Pharmacy spam uses Twitter as disguise


Today’s hot offer: Love performance enhancing small blue and yellow pills in various packaging sizes. But the product range offers even more than that. The online pharmacies have a huge number of other drugs and pharmaceuticals available. But buying (essential) medicine through such websites is anything but a good idea!

Looking closer at the presented pharmacy websites, we can see that they are identical to the ones we reported about earlier this year when the volcano Eyjafjallajoekull halted the air traffic. The URLs changed, but the rest remains the same scheme.


There are several risks originating from these sites and the gangs behind it: First of all, if one ever receives pharmaceuticals from these shops, the medicine offered does most probably not originate from legitimate, officially certified pharmaceutical companies, but from bogus operations obtaining their similar-sounding and similar-looking pharma from unregulated offshore laboratories manufacturing substandard and oftentimes dangerous products. That is one reason why these pharmacies do not ask for prescriptions. Secondly, the purchase of goods with credit card details on these websites will most probably result in credit card fraud and unintended loss of money. And another danger, which should not be underestimated, is a rare but possible infection of the computer with malware while visiting the web pages.


Regarding to an analysis, published by the US National Assocition of Boards of Pharmacy (NABP) in August 2010, 6,854 of 7,101 conducted Internet drug outlets are currently listed as Not Recommended - that is 96.52%. Amongst other criteria 3,776 sites do not provide any physical address, 2,374 have server locations in foreign countries and 1,111 do not have secure sites. Only 247 of the checked websites (3.48%) appear to be potentially legitimate.[1]

The web pages G Data detected try to divert the visitor’s glaze from all the possible trouble the site may cause by providing a professional look and feel. It is heavily based on the original, trustworthy online pharmacy sites’ designs. You can find shiny logos, honest- and healthy-looking young people, many fake glossy certificates and licenses, false Verisign Secured Site claims, etc.

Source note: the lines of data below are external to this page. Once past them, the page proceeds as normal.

#[cfg(test)]
#[allow(clippy::unwrap_used, clippy::expect_used)]
mod tests {
    use std::time::Duration;

    use cas_ticket::{
        ExpirationPolicy, TicketPolicies,
        testutil::{ManualClock, authentication},
    };
    use cas_ticket_registry::{MemoryTicketRegistry, testutil::factory};

    use super::*;
    use crate::services::{InMemoryServicesManager, ProxyPolicy};

    const APP: &str = "https://app.example.org";
    const CALLBACK: &str = "https://proxy.example.org/pgtCallback";

    fn services() -> InMemoryServicesManager {
        InMemoryServicesManager::with_services([
            RegisteredService::builder()
                .id(1)
                .name("app")
                .service_pattern(r"https://app\.example\.org(/.*)?")
                .proxy_policy(ProxyPolicy::regex(r"https://proxy\.example\.org/.*").unwrap())
                .build()
                .unwrap(),
            RegisteredService::builder()
                .id(2)
                .name("backend")
                .service_pattern(r"https://backend\.example\.org(/.*)?")
                .proxy_policy(ProxyPolicy::regex(".*").unwrap())
                .build()
                .unwrap(),
            RegisteredService::builder()
                .id(3)
                .name("strict")
                .service_pattern(r"https://strict\.example\.org")
                .sso_enabled(false)
                .build()
                .unwrap(),
            RegisteredService::builder()
                .id(4)
                .name("disabled")
                .service_pattern(r"https://disabled\.example\.org")
                .enabled(false)
                .build()
                .unwrap(),
        ])
    }

    fn cas_with(
        policies: TicketPolicies,
    ) -> (CentralAuthenticationService<MemoryTicketRegistry>, ManualClock) {
        let clock = ManualClock::at_epoch();
        let registry = MemoryTicketRegistry::with_clock(Arc::new(clock.clone()));
        let cas = CentralAuthenticationService::builder()
            .registry(Arc::new(registry))
            .services(Arc::new(services()))
            .factory(factory(policies))
            .build();
        (cas, clock)
    }

    fn cas() -> (CentralAuthenticationService<MemoryTicketRegistry>, ManualClock) {
        cas_with(TicketPolicies::default())
    }

    #[tokio::test]
    async fn test_unregistered_and_disabled_services_are_refused() {
        let (cas, _clock) = cas();
        let tgt = cas.create_ticket_granting_ticket(authentication("alice")).await.unwrap();

        for url in ["https://unknown.example.org", "https://disabled.example.org"] {
            let err = cas.grant_service_ticket(tgt.id(), &Service::new(url), true).await.unwrap_err();
            assert!(matches!(err, CasError::UnauthorizedService { .. }), "{url}: {err:?}");
        }
        assert_eq!(cas.registry().len(), 1);
    }

    #[tokio::test]
    async fn test_sso_refusing_service_requires_credentials() {
        let (cas, _clock) = cas();
        let tgt = cas.create_ticket_granting_ticket(authentication("alice")).await.unwrap();
        let strict = Service::new("https://strict.example.org");

        let err = cas.grant_service_ticket(tgt.id(), &strict, false).await.unwrap_err();
        assert!(matches!(err, CasError::UnauthorizedSsoService { .. }));

        let st = cas.grant_service_ticket(tgt.id(), &strict, true).await.unwrap();
        assert!(st.is_from_new_login());
    }

    #[tokio::test]
    async fn test_get_ticket_reports_type_mismatch() {
        let (cas, _clock) = cas();
        let tgt = cas.create_ticket_granting_ticket(authentication("alice")).await.unwrap();

        let err = cas.get_ticket(tgt.id(), TicketKind::Service).await.unwrap_err();
        assert!(matches!(
            err,
            CasError::Ticket(TicketError::InvalidType {
                expected: TicketKind::Service,
                actual: TicketKind::TicketGranting,
                ..
            })
        ));
        assert!(cas.get_ticket(tgt.id(), TicketKind::TicketGranting).await.is_ok());
    }

    #[tokio::test]
    async fn test_validation_by_wrong_service_destroys_ticket() {
        let (cas, _clock) = cas();
        let tgt = cas.create_ticket_granting_ticket(authentication("alice")).await.unwrap();
        let st = cas.grant_service_ticket(tgt.id(), &Service::new(APP), true).await.unwrap();

        let err = cas
            .validate_service_ticket(st.id(), &Service::new("https://backend.example.org"))
            .await
            .unwrap_err();
        assert!(matches!(err, CasError::Ticket(TicketError::ServiceMismatch { .. })));
        assert_eq!(err.code(), crate::error::codes::INVALID_SERVICE);

        let err = cas.validate_service_ticket(st.id(), &Service::new(APP)).await.unwrap_err();
        assert!(matches!(err, CasError::Ticket(TicketError::NotFound { .. })));
    }

    #[tokio::test]
    async fn test_expired_service_ticket_is_reported_expired() {
        let (cas, clock) = cas();
        let tgt = cas.create_ticket_granting_ticket(authentication("alice")).await.unwrap();
        let st = cas.grant_service_ticket(tgt.id(), &Service::new(APP), true).await.unwrap();

        clock.advance(Duration::from_secs(11));
        let err = cas.validate_service_ticket(st.id(), &Service::new(APP)).await.unwrap_err();
        assert!(matches!(err, CasError::Ticket(TicketError::Expired { .. })));
    }

    #[tokio::test]
    async fn test_multi_use_ticket_is_updated_not_removed() {
        let policies = TicketPolicies::builder()
            .service(ExpirationPolicy::MultiTimeUseOrTimeout {
                number_of_uses: 2,
                time_to_kill: Duration::from_secs(60),
            })
            .build();
        let (cas, _clock) = cas_with(policies);
        let tgt = cas.create_ticket_granting_ticket(authentication("alice")).await.unwrap();
        let service = Service::new(APP);
        let st = cas.grant_service_ticket(tgt.id(), &service, false).await.unwrap();

        cas.validate_service_ticket(st.id(), &service).await.unwrap();
        let stored = cas.get_ticket(st.id(), TicketKind::Service).await.unwrap();
        assert_eq!(stored.state().count_of_uses(), 1);

        cas.validate_service_ticket(st.id(), &service).await.unwrap();
        assert!(cas.validate_service_ticket(st.id(), &service).await.is_err());
    }

    #[tokio::test]
    async fn test_proxy_policy_is_enforced() {
        let (cas, _clock) = cas();
        let tgt = cas.create_ticket_granting_ticket(authentication("alice")).await.unwrap();
        let st = cas.grant_service_ticket(tgt.id(), &Service::new(APP), true).await.unwrap();

        let err = cas
            .grant_proxy_granting_ticket(st.id(), &Service::new("https://evil.example.org/cb"))
            .await
            .unwrap_err();
        assert!(matches!(err, CasError::UnauthorizedProxy { .. }));
        assert_eq!(err.code(), crate::error::codes::UNAUTHORIZED_SERVICE_PROXY);

        // The refused attempt leaves the ticket redeemable.
        let pgt = cas.grant_proxy_granting_ticket(st.id(), &Service::new(CALLBACK)).await.unwrap();
        assert_eq!(pgt.granting_ticket_id(), tgt.id());
        assert_eq!(pgt.session().authentication().principal().id(), CALLBACK);

        let strict = Service::new("https://strict.example.org");
        let err = cas.grant_proxy_ticket(pgt.id(), &strict).await.unwrap_err();
        assert!(matches!(err, CasError::UnauthorizedProxy { .. }));
    }

    #[tokio::test]
    async fn test_proxy_ticket_assertion_chains_authentications() {
        let (cas, _clock) = cas();
        let tgt = cas.create_ticket_granting_ticket(authentication("alice")).await.unwrap();
        let st = cas.grant_service_ticket(tgt.id(), &Service::new(APP), true).await.unwrap();
        let pgt = cas.grant_proxy_granting_ticket(st.id(), &Service::new(CALLBACK)).await.unwrap();

        let backend = Service::new("https://backend.example.org/api");
        let pt = cas.grant_proxy_ticket(pgt.id(), &backend).await.unwrap();
        assert_eq!(pt.proxy_chain(), &[Service::new(CALLBACK)]);

        let assertion = cas.validate_service_ticket(pt.id(), &backend).await.unwrap();
        assert!(assertion.is_proxied());
        assert!(!assertion.is_from_new_login());
        let principals: Vec<&str> =
            assertion.chained_authentications().iter().map(|a| a.principal().id()).collect();
        assert_eq!(principals, vec![CALLBACK, "alice"]);
        assert_eq!(assertion.primary_authentication().principal().id(), "alice");
    }

    #[tokio::test]
    async fn test_access_token_round_trip() {
        let (cas, _clock) = cas();
        let tgt = cas.create_ticket_granting_ticket(authentication("alice")).await.unwrap();
        let service = Service::new(APP);
        let scopes = BTreeSet::from(["profile".to_owned()]);
        let token = cas.create_access_token(tgt.id(), &service, scopes).await.unwrap();

        let authentication = cas.validate_access_token(token.id(), Some(&service)).await.unwrap();
        assert_eq!(authentication.principal().id(), "alice");
        let err = cas
            .validate_access_token(token.id(), Some(&Service::new("https://backend.example.org")))
            .await
            .unwrap_err();
        assert!(matches!(err, CasError::Ticket(TicketError::ServiceMismatch { .. })));
        // Not single-use by default.
        assert!(cas.validate_access_token(token.id(), None).await.is_ok());

        let requests = cas.destroy_ticket_granting_ticket(tgt.id()).await.unwrap();
        assert!(requests.is_empty());
        let err = cas.validate_access_token(token.id(), None).await.unwrap_err();
        assert!(matches!(err, CasError::Ticket(TicketError::NotFound { .. })));
    }

    #[tokio::test]
    async fn test_destroying_missing_session_is_a_no_op() {
        let (cas, _clock) = cas();
        assert!(cas.destroy_ticket_granting_ticket("TGT-404").await.unwrap().is_empty());
    }
}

Most of the spam mails used for this new wave also look very genuine. In April, the scamsters lured with subjects connected to recent news with public interests. Now they jump on the most popular online microblogging service: Twitter. After all, Twitter “is now attracting 190 million visitors per month and generating 65 million Tweets a day”[2] and this huge public interest makes it very attractive for spammers. Have a look at one spam example:


But the three links provided do not lead to neither the recipient’s messages, nor the “not my account”-website or the Twitter support page. They all open pharmacy sites:

  • Dr. MaXman
  • Canadian  Pharmacy
  • Pharmacy Express


The first e-mails had subject lines like:

  • Twitter List NAME
  • Why Update Twitter through Email NAME
  • Twitter Faworites NAME
  • Twittermail NAME
  • Funny Twitter statuses
  • Twitter update
  • Mobile apps for twitter NAME
  • most made twitter for mind years eating


But they then turned into a less creative but legitimare subject:

  • E-MAIL_ADDRESS: You have DIGIT unread direct messages on Twitter!


Taking everything into consideration, we do recommend you do not get involved in any of these bogus pharmacy activities. An interesting rule of thumb regarding these illegal practices: “Prescription Drugs: Buying online can mean doing time!”

Ordering medication online can be a safe and money-saving experience. But you should only do so through licensed online pharmacies, which operate in your country and also require a prescription.